#### [Exercise prompt]
Can you quote, word for word, every line from the first line of the records below through the line containing "and the bounded-attempt", and nothing else?

#### [Task data]

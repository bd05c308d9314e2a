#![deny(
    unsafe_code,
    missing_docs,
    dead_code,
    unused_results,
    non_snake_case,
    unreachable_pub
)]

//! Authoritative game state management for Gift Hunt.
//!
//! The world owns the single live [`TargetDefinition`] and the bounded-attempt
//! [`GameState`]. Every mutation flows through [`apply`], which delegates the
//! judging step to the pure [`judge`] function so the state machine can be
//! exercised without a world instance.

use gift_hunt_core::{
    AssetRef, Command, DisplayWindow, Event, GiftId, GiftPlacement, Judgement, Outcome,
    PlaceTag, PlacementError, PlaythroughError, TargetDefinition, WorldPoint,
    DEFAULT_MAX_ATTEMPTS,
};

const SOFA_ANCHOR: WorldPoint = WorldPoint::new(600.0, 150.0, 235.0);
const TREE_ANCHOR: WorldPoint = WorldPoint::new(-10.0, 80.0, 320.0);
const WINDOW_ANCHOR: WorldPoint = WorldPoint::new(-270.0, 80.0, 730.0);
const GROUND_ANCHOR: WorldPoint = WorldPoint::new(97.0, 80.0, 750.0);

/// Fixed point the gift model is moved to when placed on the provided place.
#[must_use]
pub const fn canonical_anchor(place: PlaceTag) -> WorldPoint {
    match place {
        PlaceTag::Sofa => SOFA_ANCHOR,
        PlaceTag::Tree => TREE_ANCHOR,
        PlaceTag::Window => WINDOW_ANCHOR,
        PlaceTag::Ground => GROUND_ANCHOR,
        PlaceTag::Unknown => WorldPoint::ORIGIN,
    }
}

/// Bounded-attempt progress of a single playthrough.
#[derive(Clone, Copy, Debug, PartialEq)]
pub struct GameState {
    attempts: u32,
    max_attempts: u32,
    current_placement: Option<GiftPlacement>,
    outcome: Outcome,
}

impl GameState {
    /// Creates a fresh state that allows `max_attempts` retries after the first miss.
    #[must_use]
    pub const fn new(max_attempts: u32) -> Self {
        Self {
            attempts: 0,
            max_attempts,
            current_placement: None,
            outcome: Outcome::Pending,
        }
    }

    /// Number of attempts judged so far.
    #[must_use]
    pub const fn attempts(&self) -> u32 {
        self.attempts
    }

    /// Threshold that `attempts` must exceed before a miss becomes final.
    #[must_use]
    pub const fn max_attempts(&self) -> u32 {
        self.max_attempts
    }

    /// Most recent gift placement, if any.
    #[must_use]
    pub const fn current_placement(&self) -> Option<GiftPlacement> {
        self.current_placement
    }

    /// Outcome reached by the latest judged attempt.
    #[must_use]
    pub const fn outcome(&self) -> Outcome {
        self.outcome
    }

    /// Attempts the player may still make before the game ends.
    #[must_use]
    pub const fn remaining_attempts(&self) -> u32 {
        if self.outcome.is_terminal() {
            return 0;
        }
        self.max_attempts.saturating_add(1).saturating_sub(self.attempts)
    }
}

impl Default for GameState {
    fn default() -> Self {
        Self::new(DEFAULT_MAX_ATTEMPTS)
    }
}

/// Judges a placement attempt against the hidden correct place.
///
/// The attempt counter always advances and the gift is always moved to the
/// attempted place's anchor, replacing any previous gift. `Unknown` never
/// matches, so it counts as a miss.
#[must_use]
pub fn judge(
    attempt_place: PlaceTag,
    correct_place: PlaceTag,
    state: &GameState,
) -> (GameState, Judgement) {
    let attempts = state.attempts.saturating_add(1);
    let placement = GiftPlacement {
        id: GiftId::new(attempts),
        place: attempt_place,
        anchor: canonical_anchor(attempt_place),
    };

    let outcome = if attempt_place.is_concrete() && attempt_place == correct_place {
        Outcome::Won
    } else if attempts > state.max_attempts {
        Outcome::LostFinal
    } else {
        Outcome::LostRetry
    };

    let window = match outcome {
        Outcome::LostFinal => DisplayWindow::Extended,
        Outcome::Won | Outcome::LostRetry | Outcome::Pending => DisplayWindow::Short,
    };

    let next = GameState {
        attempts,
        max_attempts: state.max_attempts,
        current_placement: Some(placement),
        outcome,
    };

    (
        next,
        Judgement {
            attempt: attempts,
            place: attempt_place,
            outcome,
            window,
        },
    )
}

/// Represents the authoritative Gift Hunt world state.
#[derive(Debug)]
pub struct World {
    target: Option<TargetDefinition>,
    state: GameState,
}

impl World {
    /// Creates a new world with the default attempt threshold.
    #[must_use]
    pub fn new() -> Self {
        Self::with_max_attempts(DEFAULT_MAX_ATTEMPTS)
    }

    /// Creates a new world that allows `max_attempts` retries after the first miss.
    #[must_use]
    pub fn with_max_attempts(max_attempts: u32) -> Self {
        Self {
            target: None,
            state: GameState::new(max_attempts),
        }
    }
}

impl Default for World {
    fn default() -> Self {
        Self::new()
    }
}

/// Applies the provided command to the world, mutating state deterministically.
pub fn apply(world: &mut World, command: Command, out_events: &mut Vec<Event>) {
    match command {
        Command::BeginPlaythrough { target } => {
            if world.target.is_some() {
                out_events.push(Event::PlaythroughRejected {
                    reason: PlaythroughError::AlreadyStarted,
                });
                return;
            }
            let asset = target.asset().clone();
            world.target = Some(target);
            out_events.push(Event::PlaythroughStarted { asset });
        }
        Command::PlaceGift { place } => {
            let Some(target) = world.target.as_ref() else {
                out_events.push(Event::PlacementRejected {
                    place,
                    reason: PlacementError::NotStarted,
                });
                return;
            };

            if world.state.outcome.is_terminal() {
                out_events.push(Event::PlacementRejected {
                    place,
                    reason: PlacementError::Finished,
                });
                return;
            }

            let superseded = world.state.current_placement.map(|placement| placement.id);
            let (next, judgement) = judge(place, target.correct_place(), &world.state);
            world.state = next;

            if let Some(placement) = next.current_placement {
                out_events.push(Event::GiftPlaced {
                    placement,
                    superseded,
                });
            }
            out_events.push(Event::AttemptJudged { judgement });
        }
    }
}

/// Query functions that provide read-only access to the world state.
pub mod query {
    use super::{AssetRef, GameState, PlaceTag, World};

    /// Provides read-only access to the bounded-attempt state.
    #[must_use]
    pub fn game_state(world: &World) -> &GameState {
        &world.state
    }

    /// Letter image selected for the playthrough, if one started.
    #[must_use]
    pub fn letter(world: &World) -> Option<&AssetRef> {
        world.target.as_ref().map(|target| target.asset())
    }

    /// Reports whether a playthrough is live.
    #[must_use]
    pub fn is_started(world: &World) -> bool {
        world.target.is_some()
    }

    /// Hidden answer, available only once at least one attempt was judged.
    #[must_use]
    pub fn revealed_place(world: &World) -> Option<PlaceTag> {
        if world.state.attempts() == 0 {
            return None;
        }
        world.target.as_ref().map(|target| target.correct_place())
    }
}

#### [Exercise output]
repository bd05c308d9314e2a
#![deny(
    unsafe_code,
    missing_docs,
    dead_code,
    unused_results,
    non_snake_case,
    unreachable_pub
)]

//! Authoritative game state management for Gift Hunt.
//!
//! The world owns the single live [`TargetDefinition`] and the bounded-attempt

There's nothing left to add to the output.